Another study conducted in same hospital, shows that medication overdose is 73%, followed by organophosphate insecticide ingestion 20%, physical method were used by 7%. Among medications benzodiazepine as a single drug account for 60% of the cases, but also featured in almost all cases of multiple drug over dosage 5%. Tricyclic antidepressant and antipsychotic each account for 4% of cases. 
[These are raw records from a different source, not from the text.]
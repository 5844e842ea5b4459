use leptos::prelude::*;

use crate::app_shell::AppShell;
use crate::layout::global_context::AppGlobalContext;
use crate::layout::modal_service::ModalService;
use crate::shared::i18n::LanguageContext;
use crate::shared::theme::ThemeContext;

#[component]
pub fn App() -> impl IntoView {
    let language = LanguageContext::new();
    provide_context(ThemeContext::new());
    provide_context(language);

    // Workbench state: pages, tabs and panel visibility.
    provide_context(AppGlobalContext::new(language.get_language()));

    provide_context(ModalService::new());

    view! {
        <AppShell />
    }
}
However, study done in Lahore found wheat pills to be the most commonly used poison (33%) followed by bleach/bathroom cleaner(25.7%). Benzodiazepines were used by 19% whereas other modes of DSH included copper sulfate, organophosphorus compounds, rat pills, lice powder, dettol and varnish. Two patients presented after hanging. This study also shows that 55% were male and 45% were females who presented in emergency after suicidal attempts6

Another study conducted in same hospital benzodiazepines was found to be the most commonly used substance for DSH (28.57%). Second most common was wheat pills (21.42%) followed by copper sulfate poisoning (11.43%) and organophosphate Poisoning (5.72%)7

There is a very limited data on DSH from the other part of the country. One study done in Bolan Medical College, Quetta included only those patients which deliberately self harm themselves by organophosphate. All patients were females. Maximum number of patients was between 15 to 35 years age group. Highest prevalence (65.21%) was in females of 16-25 years. High prevalence (91.30%) was in lower socioeconomic group9

Those who urban background mostly ingested household chemicals, whereas those with rural background used wheat pills. 

LIMITATIONS

As deliberate self harm is under searched area in Pakistan overall very limited of data is available. Those researches which we found were also done on different parameters and on very different methodology so even comparability of these was a difficult task. All these data is not at all representative of all part of country and majority of data is belonging to urban population although majority of population of our country is belonging to rural areas. 

CONCLUSION

Deliberate self harm is an important predictor of suicide. Suicide is existing on an alarming scale in local context with a pattern comparable to the changing trend in the developing world. Improving awareness about suicide and suicidal behavior including deliberate self harm is becoming the reason for comparatively more reporting of DSH now a day. There is a need for urgent measures in this direction including compilation of culturally specific scientific data at a national level. A multicentre study with homogenous parameter on different issues of deliberate self harm may be design to achieve the nationwide data which will be helping in order to understand the problem of deliberate self harm.